Review ArticleVolume 73, Issue 8, March 2019

JOURNAL:J Am Coll Cardiol. Article Link

PCI and CABG for Treating Stable Coronary Artery Disease

T Doenst, A Haverich, P Serruys et al. Keywords: heart team; prognosis; survival benefit

ABSTRACT


Percutaneous coronary intervention (PCI) and coronary artery bypass grafting (CABG) are considered revascularization procedures, but only CABG can prolong life in stable coronary artery disease. Thus, PCI and CABG mechanisms may differ. Viability and/or ischemia detection to guide revascularization have been unable to accurately predict treatment effects of CABG or PCI, questioning a revascularization mechanism for improving survival. By contrast, preventing myocardial infarction may save lives.

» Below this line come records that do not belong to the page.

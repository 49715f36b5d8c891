// tests/integration_test_assignments.rs

mod common;

use axum::http::StatusCode;
use serde_json::json;

use amas_backend::db::{AssignmentRepo, PropertyRepo};
use common::TestApp;

async fn seed_linked(app: &TestApp) -> (i64, i64) {
    let client_id = app.seed_client("AS-001").await;
    let building_id = app.seed_building("Assign Tower").await;
    let property_id = app.seed_property("AT-101", building_id).await;
    let (status, _) = app
        .post(
            &format!("/clients/{client_id}/properties"),
            json!({ "property_id": property_id }),
        )
        .await;
    assert_eq!(status, StatusCode::CREATED);
    (client_id, property_id)
}

#[tokio::test]
async fn assign_is_idempotent() {
    let app = TestApp::new();
    let (client_id, property_id) = seed_linked(&app).await;

    let (status, body) = app
        .post(
            &format!("/clients/{client_id}/properties"),
            json!({ "property_id": property_id }),
        )
        .await;
    assert_eq!(status, StatusCode::OK);
    assert_eq!(body["message"], "Property already assigned");

    let (_, detail) = app.get(&format!("/clients/{client_id}")).await;
    let views = detail["assigned_properties"].as_array().unwrap();
    assert_eq!(views.len(), 1);
    // New links start inactive.
    assert_eq!(views[0]["is_active"], false);
    assert_eq!(views[0]["building"], "Assign Tower");
}

#[tokio::test]
async fn assign_checks_both_parents() {
    let app = TestApp::new();
    let client_id = app.seed_client("AS-002").await;

    let (status, body) = app
        .post(
            &format!("/clients/{client_id}/properties"),
            json!({ "property_id": 9999 }),
        )
        .await;
    assert_eq!(status, StatusCode::NOT_FOUND);
    assert_eq!(body["error"], "Property not found");

    let (status, body) = app
        .post("/clients/9999/properties", json!({ "property_id": 1 }))
        .await;
    assert_eq!(status, StatusCode::NOT_FOUND);
    assert_eq!(body["error"], "Client not found");
}

#[tokio::test]
async fn unassign_deletes_the_link_once() {
    let app = TestApp::new();
    let (client_id, property_id) = seed_linked(&app).await;

    let (status, body) = app
        .delete(&format!("/clients/{client_id}/properties/{property_id}"))
        .await;
    assert_eq!(status, StatusCode::OK);
    assert_eq!(body["message"], "Property removed from client");

    let (status, _) = app
        .delete(&format!("/clients/{client_id}/properties/{property_id}"))
        .await;
    assert_eq!(status, StatusCode::NOT_FOUND);
}

#[tokio::test]
async fn annotation_update_touches_only_supplied_fields() {
    let app = TestApp::new();
    let (client_id, property_id) = seed_linked(&app).await;
    let uri = format!("/clients/{client_id}/properties/{property_id}/comment");

    // Neither field present: 400.
    let (status, body) = app.put(&uri, json!({})).await;
    assert_eq!(status, StatusCode::BAD_REQUEST);
    assert_eq!(
        body["error"],
        "At least one of 'comment' or 'is_active' is required"
    );

    // Comment only: is_active stays false.
    let (status, _) = app.put(&uri, json!({ "comment": "sea view" })).await;
    assert_eq!(status, StatusCode::OK);
    let (_, detail) = app.get(&format!("/clients/{client_id}")).await;
    let view = &detail["assigned_properties"][0];
    assert_eq!(view["comment"], "sea view");
    assert_eq!(view["is_active"], false);

    // Truthy string flips is_active; comment is preserved.
    let (status, _) = app.put(&uri, json!({ "is_active": "yes" })).await;
    assert_eq!(status, StatusCode::OK);
    let (_, detail) = app.get(&format!("/clients/{client_id}")).await;
    let view = &detail["assigned_properties"][0];
    assert_eq!(view["comment"], "sea view");
    assert_eq!(view["is_active"], true);

    // Null comment clears it.
    let (status, _) = app.put(&uri, json!({ "comment": null })).await;
    assert_eq!(status, StatusCode::OK);
    let (_, detail) = app.get(&format!("/clients/{client_id}")).await;
    assert!(detail["assigned_properties"][0]["comment"].is_null());

    // Null is_active is rejected.
    let (status, body) = app.put(&uri, json!({ "is_active": null })).await;
    assert_eq!(status, StatusCode::BAD_REQUEST);
    assert_eq!(body["error"], "Invalid value for is_active");

    // Unparseable is_active is rejected too.
    let (status, _) = app.put(&uri, json!({ "is_active": "maybe" })).await;
    assert_eq!(status, StatusCode::BAD_REQUEST);

    let (status, _) = app
        .put(
            &format!("/clients/{client_id}/properties/9999/comment"),
            json!({ "comment": "x" }),
        )
        .await;
    assert_eq!(status, StatusCode::NOT_FOUND);
}

#[tokio::test]
async fn property_delete_cascades_to_links() {
    let app = TestApp::new();
    let (client_id, property_id) = seed_linked(&app).await;

    let (status, _) = app.delete(&format!("/properties/{property_id}")).await;
    assert_eq!(status, StatusCode::OK);

    let link = app
        .store
        .find(client_id as i32, property_id as i32)
        .await
        .unwrap();
    assert!(link.is_none());

    let (_, detail) = app.get(&format!("/clients/{client_id}")).await;
    assert!(detail["assigned_properties"].as_array().unwrap().is_empty());
}

#[tokio::test]
async fn views_skip_orphaned_links() {
    let app = TestApp::new();
    let (client_id, property_id) = seed_linked(&app).await;

    // A link pointing at a property that never existed; the repo does
    // not validate parents, only the service does.
    app.store.insert(client_id as i32, 9999).await.unwrap();

    let (status, detail) = app.get(&format!("/clients/{client_id}")).await;
    assert_eq!(status, StatusCode::OK);
    let views = detail["assigned_properties"].as_array().unwrap();
    assert_eq!(views.len(), 1);
    assert_eq!(views[0]["id"], property_id);
}

#[tokio::test]
async fn views_fall_back_to_the_denormalized_building_name() {
    let app = TestApp::new();
    let (client_id, property_id) = seed_linked(&app).await;

    // Break the relation behind the service's back; the stored
    // building_name copy must carry the display.
    let mut property = PropertyRepo::find_by_id(&*app.store, property_id as i32)
        .await
        .unwrap()
        .unwrap();
    property.building_id = 9999;
    PropertyRepo::update(&*app.store, &property).await.unwrap();

    let (_, detail) = app.get(&format!("/clients/{client_id}")).await;
    let views = detail["assigned_properties"].as_array().unwrap();
    assert_eq!(views[0]["building"], "Assign Tower");
}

However, the majority of infarcts are generated by non–flow-limiting stenoses, but PCI is solely focused on treating flow-limiting lesions. Thus, PCI cannot be expected to significantly limit new infarcts, but CABG may do so through providing flow distal to vessel occlusions. All comparisons of CABG to PCI or medical therapy that demonstrate survival effects with CABG also demonstrate infarct reduction. Thus, CABG may differ from PCI by providing “surgical collateralization,” prolonging life by preventing myocardial infarctions. The evidence is reviewed here.